A ONG desenvolve, desde 2005, o projeto Andros, pelo qual são realizados 16 encontros de 2
horas de duração com homens que praticaram violência contra mulheres.
Diferentemente de São Paulo, em Minas a adesão ao programa é determinada pelo
Judiciário e não facultativa. “Depois da Lei Maria da Penha, começou uma
articulação com as Varas Especializadas; mas o trabalho demorou um pouco para
tomar corpo, porque ainda não havia uma definição sobre qual seria a melhor
forma de fazer este encaminhamento”, conta a psicóloga.

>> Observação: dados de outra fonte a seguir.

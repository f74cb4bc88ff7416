//! Tool configuration
//!
//! Settings come from an optional TOML file and are then overridden by
//! command line flags. Every setting has a default, so running without a
//! configuration file behaves like the plain merge/split tool.
//!
//! ```toml
//! [output]
//! directory = "out"
//! merge_name = "converted_{date}.tif"
//!
//! [write]
//! atomic = true
//! big_tiff = false
//! verify = false
//!
//! [log]
//! file = "tiffmerge.log"
//! ```

use chrono::NaiveDate;
use log::{debug, warn};
use std::fs;
use std::path::{Path, PathBuf};
use std::str::FromStr;

use crate::sequence::{naming, WriteOptions};
use crate::tiff::errors::{TiffError, TiffResult};

/// Configuration file picked up from the working directory
pub const DEFAULT_CONFIG_FILE: &str = "tiffmerge.toml";

/// Merge output name used when neither the command line nor the
/// configuration names one
pub const DEFAULT_MERGE_NAME: &str = "converted_{date}.tif";

#[derive(Debug, Clone, PartialEq)]
pub struct Config {
    /// Directory for merge output and, when set, split output
    pub output_dir: Option<PathBuf>,
    /// Merge output file name template, `{date}` expands to YYYYMMDD
    pub merge_name: String,
    pub atomic: bool,
    pub big_tiff: bool,
    pub verify: bool,
    pub log_file: Option<PathBuf>,
}

impl Default for Config {
    fn default() -> Self {
        Config {
            output_dir: None,
            merge_name: DEFAULT_MERGE_NAME.to_string(),
            atomic: true,
            big_tiff: false,
            verify: false,
            log_file: None,
        }
    }
}

impl Config {
    /// Loads the configuration for a run
    ///
    /// An explicit path must exist. Without one, `tiffmerge.toml` in the
    /// working directory is used when present, else the defaults.
    pub fn load(explicit: Option<&Path>) -> TiffResult<Self> {
        match explicit {
            Some(path) => Self::from_file(path),
            None => {
                let default_path = Path::new(DEFAULT_CONFIG_FILE);
                if default_path.is_file() {
                    Self::from_file(default_path)
                } else {
                    debug!("No {} found, using default configuration", DEFAULT_CONFIG_FILE);
                    Ok(Config::default())
                }
            }
        }
    }

    /// Loads the configuration from a TOML file
    pub fn from_file(path: &Path) -> TiffResult<Self> {
        let contents = fs::read_to_string(path).map_err(|e| {
            TiffError::ConfigError(format!("Cannot read {}: {}", path.display(), e))
        })?;

        debug!("Loading configuration from {}", path.display());
        contents.parse()
    }

    /// Merge output path used when none is given on the command line
    pub fn merge_destination(&self, today: NaiveDate) -> PathBuf {
        let file_name = naming::expand_merge_name(&self.merge_name, today);
        match &self.output_dir {
            Some(dir) => dir.join(file_name),
            None => PathBuf::from(file_name),
        }
    }

    /// Write settings handed to the merge and split operations
    pub fn write_options(&self) -> WriteOptions {
        WriteOptions {
            atomic: self.atomic,
            force_big_tiff: self.big_tiff,
            verify: self.verify,
        }
    }
}

impl FromStr for Config {
    type Err = TiffError;

    /// Parses the configuration from a TOML string
    fn from_str(content: &str) -> TiffResult<Self> {
        let root: toml::Table = content.parse()
            .map_err(|e| TiffError::ConfigError(format!("Failed to parse TOML: {}", e)))?;

        let mut config = Config::default();

        for (section, value) in &root {
            let table = match value.as_table() {
                Some(table) => table,
                None => {
                    warn!("Ignoring top-level configuration key '{}'", section);
                    continue;
                }
            };

            for (key, value) in table {
                match (section.as_str(), key.as_str()) {
                    ("output", "directory") => config.output_dir = Some(PathBuf::from(expect_str(section, key, value)?)),
                    ("output", "merge_name") => config.merge_name = expect_str(section, key, value)?.to_string(),
                    ("write", "atomic") => config.atomic = expect_bool(section, key, value)?,
                    ("write", "big_tiff") => config.big_tiff = expect_bool(section, key, value)?,
                    ("write", "verify") => config.verify = expect_bool(section, key, value)?,
                    ("log", "file") => config.log_file = Some(PathBuf::from(expect_str(section, key, value)?)),
                    _ => warn!("Ignoring unknown configuration key '{}.{}'", section, key),
                }
            }
        }

        if config.merge_name.trim().is_empty() {
            return Err(TiffError::ConfigError("output.merge_name must not be empty".to_string()));
        }

        Ok(config)
    }
}

fn expect_str<'v>(section: &str, key: &str, value: &'v toml::Value) -> TiffResult<&'v str> {
    value.as_str().ok_or_else(|| {
        TiffError::ConfigError(format!("{}.{} must be a string, found {}", section, key, value.type_str()))
    })
}

fn expect_bool(section: &str, key: &str, value: &toml::Value) -> TiffResult<bool> {
    value.as_bool().ok_or_else(|| {
        TiffError::ConfigError(format!("{}.{} must be a boolean, found {}", section, key, value.type_str()))
    })
}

Com a decisão do Supremo Tribunal Federal (STF), que declarou a constitucionalidade do artigo 41
da Lei Maria da Penha, que, por sua vez, afastou a aplicação do artigo 89 da
Lei nº 9.099/95, o Instituto avaliou que um bom caminho seria colocar a
participação no grupo como parte da medida protetiva. “Depois que um homem é
preso preventivamente e passa a responder penalmente pela agressão, a sua
soltura é condicionada a acompanhar o grupo reflexivo”, explica a coordenadora
do Albam.
Os homens que participam atualmente do Programa Monitoração
Eletrônica de Agressores – conhecido pelo uso de tornozeleiras eletrônicas –
promovido pelo Tribunal de Justiça de Minas Gerais, por exemplo, passam pelos
grupos de reflexão. “Estamos acompanhando os homens com esse trabalho
reflexivo, porque não sabemos como vai ser quando saírem da tornozeleira”,
destaca a coordenadora da ONG.
Segundo a psicóloga, o foco é fazer com que estes homens
passem a ter consciência da dimensão da violação cometida – já que muitas
vezes, no contexto de uma sociedade marcada pela desigualdade de gênero, o
autor de violência contra as mulheres não enxerga a gravidade do crime que
praticou.
“A maioria que tem vindo passou pelo sistema penitenciário;
então, eles chegam muito fragilizados, queixosos, se sentem extremamente
injustiçados e, para começar o trabalho, é preciso quebrar essa barreira.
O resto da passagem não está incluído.